Andrew Breeze
University of Navarra
Pamplona, Navarra, Spain
“Good Friend” and the Goodwin Sands, Kent
Voprosy onomastiki, 2017, Volume 14, Issue 3, pp. 204–209 (in English)
DOI: 10.15826/vopr_onom.2017.14.3.030
Received 11 March 2017
Abstract: The Goodwin Sands are a hazard to shipping in the English Channel. Their name means “good friend” and is often taken as euphemistic or propitiatory. Alternatively, in a legend with Celtic parallels, the sands have been regarded as an island which belonged to Earl Godwine (d. 1053), but was drowned by natural disaster. Science shows, however, that the Goodwins have never been land within historic times. Their name can thus have nothing to do with Godwine of Wessex. Nor is it an attempt to flatter a feared entity.
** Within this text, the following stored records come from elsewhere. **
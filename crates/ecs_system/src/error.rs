//! Engine error types.

/// Errors raised by the [`Engine`](crate::Engine) registry.
#[derive(Debug, thiserror::Error, PartialEq, Eq)]
pub enum EngineError {
    /// A system with the same name is already registered.
    #[error("a system named '{0}' is already registered")]
    DuplicateSystem(String),
}
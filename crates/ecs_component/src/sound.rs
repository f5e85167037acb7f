//! Sound-source component and its playback state.

use std::fmt;

use serde::{Deserialize, Serialize};

use crate::component::ComponentInfo;

/// Playback state of a sound source.
#[derive(Debug, Clone, Copy, Default, PartialEq, Eq, Hash, Serialize, Deserialize)]
#[serde(rename_all = "lowercase")]
pub enum PlaybackState {
    /// Not playing. The state of any sound never seen before.
    #[default]
    Stopped,
    /// Paused mid-track.
    Paused,
    /// Playing.
    Playing,
}

impl PlaybackState {
    /// Playing becomes Paused; anything else becomes Playing.
    #[must_use]
    pub fn toggled(self) -> Self {
        match self {
            Self::Playing => Self::Paused,
            Self::Paused | Self::Stopped => Self::Playing,
        }
    }
}

impl fmt::Display for PlaybackState {
    fn fmt(&self, f: &mut fmt::Formatter<'_>) -> fmt::Result {
        let s = match self {
            Self::Stopped => "Stopped",
            Self::Paused => "Paused",
            Self::Playing => "Playing",
        };
        f.write_str(s)
    }
}

/// A sound source.
///
/// The host drives [`SoundSource::playback_state`]; the sound system observes
/// it and forces disabled sources back to [`PlaybackState::Stopped`].
#[derive(Debug, Clone)]
pub struct SoundSource {
    pub(crate) info: ComponentInfo,
    /// Path to the track. Also the key the sound system tracks state under.
    pub path: String,
    /// Current playback state.
    pub playback_state: PlaybackState,
}

impl SoundSource {
    /// Create a sound source. Starts disabled and stopped.
    #[must_use]
    pub fn new(name: impl Into<String>, path: impl Into<String>) -> Self {
        Self {
            info: ComponentInfo::new(name, false),
            path: path.into(),
            playback_state: PlaybackState::Stopped,
        }
    }

    /// Builder: set the playback state.
    #[must_use]
    pub fn with_state(mut self, state: PlaybackState) -> Self {
        self.playback_state = state;
        self
    }
}
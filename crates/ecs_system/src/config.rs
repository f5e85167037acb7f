//! System configuration.

/// Configuration a system is constructed from.
#[derive(Debug, Clone)]
pub struct SystemConfig {
    /// Unique registry name (e.g. `"SamplePhysicsSystem"`).
    pub name: String,
    /// User-assigned id.
    pub id: u32,
    /// Whether the system starts enabled.
    pub enabled: bool,
}

impl SystemConfig {
    /// Create an enabled system config with the given name and id 0.
    #[must_use]
    pub fn new(name: impl Into<String>) -> Self {
        Self {
            name: name.into(),
            id: 0,
            enabled: true,
        }
    }

    /// Set the id.
    #[must_use]
    pub fn with_id(mut self, id: u32) -> Self {
        self.id = id;
        self
    }

    /// Start the system disabled.
    #[must_use]
    pub fn disabled(mut self) -> Self {
        self.enabled = false;
        self
    }
}
//! Narrowing emits structured logs: `trace` on success, `warn` on rejection.

use std::fmt;
use std::sync::{Arc, Mutex};

use leafkit_web::{ChangeInputError, decode_change_event};
use tracing::field::{Field, Visit};
use tracing::{Event, Level, Subscriber};
use tracing_subscriber::layer::{Context, Layer};
use tracing_subscriber::prelude::*;

type Captured = Arc<Mutex<Vec<(Level, String, String)>>>;

/// Records level, message and the `error` field of every event.
struct CaptureLayer(Captured);

#[derive(Default)]
struct FieldVisitor {
    message: String,
    error: String,
}

impl Visit for FieldVisitor {
    fn record_debug(&mut self, field: &Field, value: &dyn fmt::Debug) {
        match field.name() {
            "message" => self.message = format!("{value:?}"),
            "error" => self.error = format!("{value:?}"),
            _ => {}
        }
    }
}

impl<S: Subscriber> Layer<S> for CaptureLayer {
    fn on_event(&self, event: &Event<'_>, _ctx: Context<'_, S>) {
        let mut visitor = FieldVisitor::default();
        event.record(&mut visitor);
        self.0
            .lock()
            .unwrap()
            .push((*event.metadata().level(), visitor.message, visitor.error));
    }
}

fn capture(f: impl FnOnce()) -> Vec<(Level, String, String)> {
    let captured: Captured = Arc::default();
    let subscriber = tracing_subscriber::registry().with(CaptureLayer(Arc::clone(&captured)));
    tracing::subscriber::with_default(subscriber, f);
    let events = captured.lock().unwrap().clone();
    events
}

#[test]
fn rejection_is_logged_at_warn() {
    let events = capture(|| {
        let err = decode_change_event(r#"{"type":"change","currentTarget":{"nodeName":"DIV"}}"#)
            .unwrap_err();
        assert!(matches!(err, ChangeInputError::InvalidTarget(_)));
    });

    let warn = events
        .iter()
        .find(|(level, _, _)| *level == Level::WARN)
        .expect("a warn event");
    assert_eq!(warn.1, "rejected change event target");
    assert_eq!(
        warn.2,
        "invalid target for `change` event: `DIV` is not an input element"
    );
}

#[test]
fn success_is_logged_at_trace() {
    let events = capture(|| {
        decode_change_event(
            r#"{"type":"input","currentTarget":{"nodeName":"INPUT","type":"range","value":"3"}}"#,
        )
        .unwrap();
    });

    assert!(events.iter().all(|(level, _, _)| *level != Level::WARN));
    assert!(
        events
            .iter()
            .any(|(level, message, _)| *level == Level::TRACE
                && message == "narrowed change event target")
    );
}
#![forbid(unsafe_code)]

//! Core: vectors, positioned leaves, and change events narrowed to input elements.
//!
//! # Role in Leafkit
//! `leafkit-core` is the platform-independent data model. Layout and drag
//! systems produce [`geometry::Vector`] and [`geometry::Leaf`] values; form
//! handlers consume [`event::ChangeEvent`] values whose target is guaranteed
//! to be an input element.
//!
//! # How it fits in the system
//! `leafkit-web` adapts host events (JSON from a JS host, or live DOM events
//! on `wasm32`) into the types defined here. The `leafkit` facade re-exports
//! both.

pub mod event;
pub mod geometry;
pub mod logging;

// Re-export tracing macros at crate root for ergonomic use.
#[cfg(feature = "tracing")]
pub use logging::{
    debug, debug_span, error, error_span, info, info_span, trace, trace_span, warn, warn_span,
};
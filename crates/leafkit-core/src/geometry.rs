#![forbid(unsafe_code)]

//! Geometric value types.
//!
//! Both types are plain `Copy` records. They carry positions produced by an
//! external layout or drag system; no arithmetic is defined here.

#[cfg(feature = "serde")]
use serde::{Deserialize, Serialize};

/// A point or displacement in 2D space.
///
/// There is intentionally no `Default`: both coordinates must be supplied.
#[derive(Debug, Clone, Copy, PartialEq)]
#[cfg_attr(feature = "serde", derive(Serialize, Deserialize))]
pub struct Vector {
    /// Horizontal component.
    pub x: f64,
    /// Vertical component.
    pub y: f64,
}

impl Vector {
    /// Create a new vector.
    #[inline]
    #[must_use]
    pub const fn new(x: f64, y: f64) -> Self {
        Self { x, y }
    }
}

impl From<(f64, f64)> for Vector {
    #[inline]
    fn from((x, y): (f64, f64)) -> Self {
        Self::new(x, y)
    }
}

impl From<Vector> for (f64, f64) {
    #[inline]
    fn from(v: Vector) -> Self {
        (v.x, v.y)
    }
}

/// A positionable entity's record.
///
/// `transform` is the current (displayed) position and is expected to change
/// over the leaf's lifetime. `original` is the reference position and stays
/// fixed unless the owner replaces it. How the two relate is decided by
/// whoever mutates the leaf.
#[derive(Debug, Clone, Copy, PartialEq)]
#[cfg_attr(feature = "serde", derive(Serialize, Deserialize))]
pub struct Leaf {
    /// Current position.
    pub transform: Vector,
    /// Reference position.
    pub original: Vector,
}

impl Leaf {
    /// Create a leaf from both positions.
    #[inline]
    #[must_use]
    pub const fn new(transform: Vector, original: Vector) -> Self {
        Self {
            transform,
            original,
        }
    }

    /// Create a freshly placed leaf whose transform equals its original.
    #[inline]
    #[must_use]
    pub const fn at(position: Vector) -> Self {
        Self::new(position, position)
    }
}

#[cfg(test)]
mod tests {
    use super::*;

    #[test]
    fn vector_reads_back_its_fields() {
        let v = Vector::new(3.0, -4.5);
        assert_eq!(v.x, 3.0);
        assert_eq!(v.y, -4.5);
    }

    #[test]
    fn vector_equality_is_field_wise() {
        assert_eq!(Vector::new(3.0, 4.0), Vector::new(3.0, 4.0));
        assert_ne!(Vector::new(3.0, 4.0), Vector::new(3.0, 5.0));
        assert_ne!(Vector::new(3.0, 4.0), Vector::new(2.0, 4.0));
    }

    #[test]
    fn vector_tuple_conversions() {
        let v: Vector = (1.5, 2.5).into();
        assert_eq!(v, Vector::new(1.5, 2.5));
        let (x, y): (f64, f64) = v.into();
        assert_eq!((x, y), (1.5, 2.5));
    }

    #[test]
    fn nan_vector_is_not_equal_to_itself() {
        // Field-wise float equality, nothing more.
        let v = Vector::new(f64::NAN, 0.0);
        let copy = v;
        assert_ne!(v, copy);
    }

    #[test]
    fn leaf_setting_transform_keeps_original() {
        let mut leaf = Leaf::new(Vector::new(0.0, 0.0), Vector::new(0.0, 0.0));
        leaf.transform = Vector::new(10.0, 0.0);
        assert_eq!(leaf.transform, Vector::new(10.0, 0.0));
        assert_eq!(leaf.original, Vector::new(0.0, 0.0));
    }

    #[test]
    fn leaf_setting_original_keeps_transform() {
        let mut leaf = Leaf::new(Vector::new(5.0, 6.0), Vector::new(1.0, 2.0));
        leaf.original = Vector::new(-1.0, -2.0);
        assert_eq!(leaf.transform, Vector::new(5.0, 6.0));
    }

    #[test]
    fn leaf_at_starts_untransformed() {
        let leaf = Leaf::at(Vector::new(7.0, 8.0));
        assert_eq!(leaf.transform, leaf.original);
    }

    #[test]
    fn leaf_copies_are_independent() {
        let a = Leaf::at(Vector::new(1.0, 1.0));
        let mut b = a;
        b.transform.x = 99.0;
        assert_eq!(a.transform.x, 1.0);
        assert_ne!(a, b);
    }

    #[test]
    fn leaf_equality_is_structural() {
        let t = Vector::new(1.0, 2.0);
        let o = Vector::new(3.0, 4.0);
        assert_eq!(Leaf::new(t, o), Leaf::new(t, o));
        assert_ne!(Leaf::new(t, o), Leaf::new(o, o));
        assert_ne!(Leaf::new(t, o), Leaf::new(t, t));
    }
}
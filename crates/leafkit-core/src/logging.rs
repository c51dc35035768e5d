#![forbid(unsafe_code)]

//! Logging and tracing support.
//!
//! This module provides re-exports of tracing macros when the `tracing` feature is enabled.
//! When the feature is disabled, no-op macros are provided for compatibility.
//!
//! With `tracing-json`, [`init_subscriber`] installs a formatted subscriber
//! configured from [`LogConfig`].

use std::fmt;

#[cfg(feature = "tracing")]
pub use tracing::{
    debug, debug_span, error, error_span, info, info_span, trace, trace_span, warn, warn_span,
};

/// Environment variable holding the filter directive (e.g. `leafkit_core=trace`).
pub const ENV_LOG_FILTER: &str = "LEAFKIT_LOG";
/// Environment variable selecting the output format (`json` or `compact`).
pub const ENV_LOG_FORMAT: &str = "LEAFKIT_LOG_FORMAT";

const DEFAULT_FILTER: &str = "warn";

// When tracing is not enabled, provide no-op macros
#[cfg(not(feature = "tracing"))]
mod noop_macros {
    /// No-op debug macro when tracing is disabled.
    #[macro_export]
    macro_rules! debug {
        ($($arg:tt)*) => {};
    }

    /// No-op debug_span macro when tracing is disabled.
    #[macro_export]
    macro_rules! debug_span {
        ($($arg:tt)*) => {
            $crate::logging::NoopSpan
        };
    }

    /// No-op error macro when tracing is disabled.
    #[macro_export]
    macro_rules! error {
        ($($arg:tt)*) => {};
    }

    /// No-op error_span macro when tracing is disabled.
    #[macro_export]
    macro_rules! error_span {
        ($($arg:tt)*) => {
            $crate::logging::NoopSpan
        };
    }

    /// No-op info macro when tracing is disabled.
    #[macro_export]
    macro_rules! info {
        ($($arg:tt)*) => {};
    }

    /// No-op info_span macro when tracing is disabled.
    #[macro_export]
    macro_rules! info_span {
        ($($arg:tt)*) => {
            $crate::logging::NoopSpan
        };
    }

    /// No-op trace macro when tracing is disabled.
    #[macro_export]
    macro_rules! trace {
        ($($arg:tt)*) => {};
    }

    /// No-op trace_span macro when tracing is disabled.
    #[macro_export]
    macro_rules! trace_span {
        ($($arg:tt)*) => {
            $crate::logging::NoopSpan
        };
    }

    /// No-op warn macro when tracing is disabled.
    #[macro_export]
    macro_rules! warn {
        ($($arg:tt)*) => {};
    }

    /// No-op warn_span macro when tracing is disabled.
    #[macro_export]
    macro_rules! warn_span {
        ($($arg:tt)*) => {
            $crate::logging::NoopSpan
        };
    }
}

/// A no-op span guard for when tracing is disabled.
#[cfg(not(feature = "tracing"))]
pub struct NoopSpan;

#[cfg(not(feature = "tracing"))]
impl NoopSpan {
    /// Enter the no-op span (does nothing).
    pub fn enter(&self) -> NoopGuard {
        NoopGuard
    }
}

/// A no-op span guard.
#[cfg(not(feature = "tracing"))]
pub struct NoopGuard;

/// Output format for the installed subscriber.
#[derive(Debug, Default, Clone, Copy, PartialEq, Eq)]
pub enum LogFormat {
    /// One JSON object per line.
    #[default]
    Json,
    /// Single-line human-readable output.
    Compact,
}

impl LogFormat {
    fn parse(value: &str) -> Option<Self> {
        match value.trim().to_ascii_lowercase().as_str() {
            "json" => Some(Self::Json),
            "compact" | "text" | "pretty" => Some(Self::Compact),
            _ => None,
        }
    }

    #[must_use]
    pub const fn as_str(self) -> &'static str {
        match self {
            Self::Json => "json",
            Self::Compact => "compact",
        }
    }
}

/// Subscriber configuration.
#[derive(Debug, Clone, PartialEq, Eq)]
pub struct LogConfig {
    /// `EnvFilter` directive string.
    pub filter: String,
    pub format: LogFormat,
}

impl Default for LogConfig {
    fn default() -> Self {
        Self {
            filter: DEFAULT_FILTER.to_string(),
            format: LogFormat::default(),
        }
    }
}

impl LogConfig {
    /// Read configuration from the process environment.
    #[must_use]
    pub fn from_env() -> Self {
        Self::from_env_with(|key| std::env::var(key).ok())
    }

    /// Read configuration using a custom environment lookup (for tests).
    ///
    /// Blank filters and unknown formats fall back to the defaults.
    #[must_use]
    pub fn from_env_with<F>(get_env: F) -> Self
    where
        F: Fn(&str) -> Option<String>,
    {
        let filter = get_env(ENV_LOG_FILTER)
            .map(|v| v.trim().to_string())
            .filter(|v| !v.is_empty())
            .unwrap_or_else(|| DEFAULT_FILTER.to_string());
        let format = get_env(ENV_LOG_FORMAT)
            .and_then(|v| LogFormat::parse(&v))
            .unwrap_or_default();
        Self { filter, format }
    }
}

/// Failure to install the global subscriber.
#[derive(Debug, Clone, PartialEq, Eq)]
pub enum LogInitError {
    /// The filter directive did not parse.
    Filter(String),
    /// A global subscriber is already installed.
    AlreadySet(String),
}

impl fmt::Display for LogInitError {
    fn fmt(&self, f: &mut fmt::Formatter<'_>) -> fmt::Result {
        match self {
            Self::Filter(msg) => write!(f, "invalid log filter: {msg}"),
            Self::AlreadySet(msg) => write!(f, "subscriber already set: {msg}"),
        }
    }
}

impl std::error::Error for LogInitError {}

/// Install a global `tracing-subscriber` fmt subscriber.
///
/// # Errors
///
/// Returns [`LogInitError::Filter`] for a bad directive and
/// [`LogInitError::AlreadySet`] when another subscriber won the race.
#[cfg(feature = "tracing-json")]
pub fn init_subscriber(config: &LogConfig) -> Result<(), LogInitError> {
    use tracing_subscriber::EnvFilter;

    let filter =
        EnvFilter::try_new(&config.filter).map_err(|e| LogInitError::Filter(e.to_string()))?;
    let builder = tracing_subscriber::fmt().with_env_filter(filter);
    let result = match config.format {
        LogFormat::Json => builder.json().try_init(),
        LogFormat::Compact => builder.compact().try_init(),
    };
    result.map_err(|e| LogInitError::AlreadySet(e.to_string()))
}
#![forbid(unsafe_code)]

//! Leafkit public facade crate.
//!
//! This crate provides the stable surface area for users. It re-exports the
//! data model from `leafkit-core`, the host adapters from `leafkit-web`, and
//! offers a lightweight prelude.

use std::fmt;

// --- Core re-exports -------------------------------------------------------

pub use leafkit_core::event::{
    ChangeEvent, EventFlags, EventInfo, EventPhase, EventTarget, InputElement, InputType,
    InvalidTargetError, InvalidTargetReason,
};
pub use leafkit_core::geometry::{Leaf, Vector};
pub use leafkit_core::logging::{LogConfig, LogFormat, LogInitError};

#[cfg(feature = "tracing-json")]
pub use leafkit_core::logging::init_subscriber;

// --- Web re-exports --------------------------------------------------------

#[cfg(feature = "web")]
pub use leafkit_web::{
    ChangeEventJson, ChangeInputError, HostTarget, InputSnapshot, decode_change_event,
    decode_leaf, decode_leaves, encode_change_event, encode_leaf,
};

// --- Errors ---------------------------------------------------------------

/// Top-level error type for Leafkit apps.
#[derive(Debug)]
pub enum Error {
    /// A change event's target was not an input element.
    InvalidTarget(InvalidTargetError),
    /// Host payload could not be decoded.
    #[cfg(feature = "web")]
    Decode(serde_json::Error),
}

impl fmt::Display for Error {
    fn fmt(&self, f: &mut fmt::Formatter<'_>) -> fmt::Result {
        match self {
            Self::InvalidTarget(err) => write!(f, "{err}"),
            #[cfg(feature = "web")]
            Self::Decode(err) => write!(f, "decode error: {err}"),
        }
    }
}

impl std::error::Error for Error {
    fn source(&self) -> Option<&(dyn std::error::Error + 'static)> {
        match self {
            Self::InvalidTarget(err) => Some(err),
            #[cfg(feature = "web")]
            Self::Decode(err) => Some(err),
        }
    }
}

impl From<InvalidTargetError> for Error {
    fn from(err: InvalidTargetError) -> Self {
        Self::InvalidTarget(err)
    }
}

#[cfg(feature = "web")]
impl From<ChangeInputError> for Error {
    fn from(err: ChangeInputError) -> Self {
        match err {
            ChangeInputError::InvalidTarget(err) => Self::InvalidTarget(err),
            ChangeInputError::Json(err) => Self::Decode(err),
        }
    }
}

/// Standard result type for Leafkit APIs.
pub type Result<T> = std::result::Result<T, Error>;

// --- Prelude --------------------------------------------------------------

pub mod prelude {
    pub use crate::{
        ChangeEvent, Error, EventInfo, InputElement, InputType, InvalidTargetError, Leaf, Result,
        Vector,
    };

    #[cfg(feature = "web")]
    pub use crate::{InputSnapshot, decode_change_event};

    pub use crate::core;
    #[cfg(feature = "web")]
    pub use crate::web;
}

pub use leafkit_core as core;
#[cfg(feature = "web")]
pub use leafkit_web as web;

#[cfg(test)]
mod tests {
    use super::*;

    #[test]
    fn invalid_target_converts() {
        let err = InvalidTargetError {
            event_type: "change".into(),
            reason: InvalidTargetReason::MissingTarget,
        };
        let top: Error = err.clone().into();
        assert_eq!(top.to_string(), err.to_string());
        assert!(std::error::Error::source(&top).is_some());
    }

    #[cfg(feature = "web")]
    #[test]
    fn host_errors_flatten() {
        fn read(payload: &str) -> Result<String> {
            let ev = decode_change_event(payload)?;
            Ok(ev.value().into_owned())
        }

        assert_eq!(
            read(r#"{"type":"change","currentTarget":{"nodeName":"INPUT","value":"on"}}"#).unwrap(),
            "on"
        );
        assert!(matches!(
            read(r#"{"type":"change","currentTarget":{"nodeName":"DIV"}}"#),
            Err(Error::InvalidTarget(_))
        ));
        let err = read("{").unwrap_err();
        assert!(matches!(err, Error::Decode(_)));
        let source = std::error::Error::source(&err).expect("decode error keeps its source");
        assert!(source.is::<serde_json::Error>());
        assert!(err.to_string().starts_with("decode error: "));
    }

    #[test]
    fn prelude_covers_geometry() {
        use crate::prelude::*;
        let mut leaf = Leaf::at(Vector::new(1.0, 2.0));
        leaf.transform = Vector::new(4.0, 2.0);
        assert_eq!(leaf.original, Vector::new(1.0, 2.0));
    }
}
The author argues that the name should be explained instead by reference to the Downs, an anchorage between the sands and the Kent coast. Dangerous to mariners, the Goodwins are nevertheless a natural breakwater; by creating the calm water of the Downs, they really were a “good friend” to seafarers. The interpretation has an equivalent with the Manacles, “stones of refuge,” off the Cornish coast. The Goodwins and Manacles have wrecked many ships, but saved far more, the first as a barrier against storms in the Channel, the second as one against storms in the Atlantic. Their names will hence display the same naming pattern.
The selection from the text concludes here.